The General policies of the school as mentioned on its website

http://feqh.miu.ac.ir/index.aspx?fkeyid=&siteid=19&pageid=4531) include:

  • Clarifying and establishing the ideals of Islamic Revolutionas well as Ayatollah Khomeini and Khamenei’s political and religious opinions
  • Training religious scholars for other countries especially Islamic countriesfor researching, teaching, preaching and translating
  • supporting researching projects based on the social and cultural needs of countries

Moreover, the Graduation Office is one of the important departments of the school that it organizes and helps graduated students in their future job.

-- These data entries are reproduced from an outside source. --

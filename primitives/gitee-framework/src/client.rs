//! Gitee REST client.
//!
//! [`GiteeClient`] lists the platform calls robots make; [`RestClient`] is
//! the reqwest-backed implementation against the v5 API. The access token is
//! read from a [`TokenGenerator`] on every request, so a rotated token takes
//! effect without rebuilding the client.

use std::time::Duration;

use async_trait::async_trait;
use reqwest::{Client, Method, Response, Url};
use serde::de::DeserializeOwned;
use serde_json::{Value, json};

use crate::{
    event::{Label, User},
    secret::TokenGenerator,
};

const DEFAULT_TIMEOUT: Duration = Duration::from_secs(30);
const DEFAULT_RETRIES: u32 = 3;
const BACKOFF_STEP: Duration = Duration::from_millis(100);
const MAX_BACKOFF: Duration = Duration::from_secs(5);

/// Errors returned by Gitee API calls.
#[derive(Debug, thiserror::Error)]
pub enum ClientError {
    #[error("invalid endpoint '{0}'")]
    InvalidEndpoint(String),

    #[error("request failed: {0}")]
    Http(#[from] reqwest::Error),

    #[error("gitee returned {status}: {body}")]
    Status { status: u16, body: String },
}

/// Gitee operations available to robots.
#[async_trait]
pub trait GiteeClient: Send + Sync {
    /// The account the token belongs to.
    async fn get_bot(&self) -> Result<User, ClientError>;

    async fn create_pr_comment(
        &self,
        org: &str,
        repo: &str,
        number: i64,
        body: &str,
    ) -> Result<(), ClientError>;

    async fn create_issue_comment(
        &self,
        org: &str,
        repo: &str,
        number: &str,
        body: &str,
    ) -> Result<(), ClientError>;

    async fn get_pr_labels(
        &self,
        org: &str,
        repo: &str,
        number: i64,
    ) -> Result<Vec<Label>, ClientError>;

    async fn add_pr_labels(
        &self,
        org: &str,
        repo: &str,
        number: i64,
        labels: &[String],
    ) -> Result<(), ClientError>;

    async fn remove_pr_label(
        &self,
        org: &str,
        repo: &str,
        number: i64,
        label: &str,
    ) -> Result<(), ClientError>;
}

/// [`GiteeClient`] over the Gitee v5 REST API.
pub struct RestClient {
    http: Client,
    endpoint: Url,
    token: TokenGenerator,
    retries: u32,
}

impl RestClient {
    pub fn new(endpoint: &str, token: TokenGenerator) -> Result<Self, ClientError> {
        let endpoint =
            Url::parse(endpoint).map_err(|_| ClientError::InvalidEndpoint(endpoint.to_string()))?;
        if endpoint.cannot_be_a_base() {
            return Err(ClientError::InvalidEndpoint(endpoint.to_string()));
        }

        let http = Client::builder().timeout(DEFAULT_TIMEOUT).build()?;

        Ok(Self {
            http,
            endpoint,
            token,
            retries: DEFAULT_RETRIES,
        })
    }

    /// Number of retries after a transport error or a 5xx response.
    pub fn with_retries(mut self, retries: u32) -> Self {
        self.retries = retries;
        self
    }

    fn url(&self, segments: &[&str]) -> Result<Url, ClientError> {
        let mut url = self.endpoint.clone();
        url.path_segments_mut()
            .map_err(|_| ClientError::InvalidEndpoint(self.endpoint.to_string()))?
            .pop_if_empty()
            .extend(segments);
        Ok(url)
    }

    /// Sends a request, retrying transport failures and server errors with a
    /// linear backoff.
    async fn send(
        &self,
        method: Method,
        segments: &[&str],
        body: Option<&Value>,
    ) -> Result<Response, ClientError> {
        let url = self.url(segments)?;
        let max_attempts = self.retries.saturating_add(1);
        let mut attempts: u32 = 0;

        loop {
            attempts = attempts.saturating_add(1);

            let token = self.token.token();
            let mut request = self
                .http
                .request(method.clone(), url.clone())
                .query(&[("access_token", token.as_str())]);
            if let Some(body) = body {
                request = request.json(body);
            }

            match request.send().await {
                Ok(response) if response.status().is_success() => return Ok(response),
                Ok(response) => {
                    let status = response.status();
                    if status.is_server_error() && attempts < max_attempts {
                        tracing::warn!(
                            %status,
                            attempt = attempts,
                            max_attempts,
                            path = url.path(),
                            "gitee request failed, retrying"
                        );
                    } else {
                        let body = response.text().await.unwrap_or_default();
                        return Err(ClientError::Status {
                            status: status.as_u16(),
                            body,
                        });
                    }
                }
                Err(e) => {
                    if attempts >= max_attempts {
                        return Err(e.into());
                    }
                    tracing::warn!(
                        error = %e,
                        attempt = attempts,
                        max_attempts,
                        path = url.path(),
                        "gitee request error, retrying"
                    );
                }
            }

            tokio::time::sleep(backoff(attempts)).await;
        }
    }

    async fn send_json<T: DeserializeOwned>(
        &self,
        method: Method,
        segments: &[&str],
        body: Option<&Value>,
    ) -> Result<T, ClientError> {
        let response = self.send(method, segments, body).await?;
        Ok(response.json().await?)
    }
}

/// Linear backoff after the given attempt, capped at [`MAX_BACKOFF`].
fn backoff(attempt: u32) -> Duration {
    BACKOFF_STEP.saturating_mul(attempt).min(MAX_BACKOFF)
}

#[async_trait]
impl GiteeClient for RestClient {
    async fn get_bot(&self) -> Result<User, ClientError> {
        self.send_json(Method::GET, &["user"], None).await
    }

    async fn create_pr_comment(
        &self,
        org: &str,
        repo: &str,
        number: i64,
        body: &str,
    ) -> Result<(), ClientError> {
        let number = number.to_string();
        self.send(
            Method::POST,
            &["repos", org, repo, "pulls", number.as_str(), "comments"],
            Some(&json!({ "body": body })),
        )
        .await?;
        Ok(())
    }

    async fn create_issue_comment(
        &self,
        org: &str,
        repo: &str,
        number: &str,
        body: &str,
    ) -> Result<(), ClientError> {
        self.send(
            Method::POST,
            &["repos", org, repo, "issues", number, "comments"],
            Some(&json!({ "body": body })),
        )
        .await?;
        Ok(())
    }

    async fn get_pr_labels(
        &self,
        org: &str,
        repo: &str,
        number: i64,
    ) -> Result<Vec<Label>, ClientError> {
        let number = number.to_string();
        self.send_json(
            Method::GET,
            &["repos", org, repo, "pulls", number.as_str(), "labels"],
            None,
        )
        .await
    }

    async fn add_pr_labels(
        &self,
        org: &str,
        repo: &str,
        number: i64,
        labels: &[String],
    ) -> Result<(), ClientError> {
        if labels.is_empty() {
            return Ok(());
        }

        let number = number.to_string();
        self.send(
            Method::POST,
            &["repos", org, repo, "pulls", number.as_str(), "labels"],
            Some(&json!(labels)),
        )
        .await?;
        Ok(())
    }

    async fn remove_pr_label(
        &self,
        org: &str,
        repo: &str,
        number: i64,
        label: &str,
    ) -> Result<(), ClientError> {
        let number = number.to_string();
        self.send(
            Method::DELETE,
            &["repos", org, repo, "pulls", number.as_str(), "labels", label],
            None,
        )
        .await?;
        Ok(())
    }
}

This office has various responsibilities mainly: Identifying and supporting graduated students that returned to their country, organizing them and guiding them (http://en.feqh.miu.ac.ir/index.aspx?fkeyid=&siteid=19&pageid=6845)

 

This footnote was prepared by an Iranian student during her internship with Human Rights Without Frontiers.

 

[4] In one of his speeches Taleh Bagirzade was questioning himself angrily as follows: “Why after the ban of the Islamic headscarf do some Muslims allow their daughters to go to school without headscarf, or why should Muslim girls wear a wig during the classes?!  (HRWF note: Some wear a wig above their scarf to comply both with the governmental ban and with the religious ‘diktat’ of their family or their community in Nardaran).

 

Then he gave an example from the life of Abraham to show how he protected his wife Sarah. He said “Sarah had a scarf and our prophet was protecting her from men’s look. You should struggle and fight against evil people! People should understand that a scarf is not a prison for women but it is her stronghold/castle which defends her. A woman wearing a hijab protects her body, her hair and her dignity from treacherous glasses.”

 

Then he said: “How can a normal Muslim man allow his wife/sister/daughter to watch TV shows, serials and movies?! To watch naked men?! To feel so free that she can do whatever she wants?! Allah will never forgive you because of this even you are Muslim. You should keep all your traditions. Throughout history Azerbaijani women have worn headscarves.”

 

[5] The headscarf is banned in public schools in a number of EU countries (France, Belgium…) and opponents to the ban are usually considered radical Islamists by the authorities of those countries.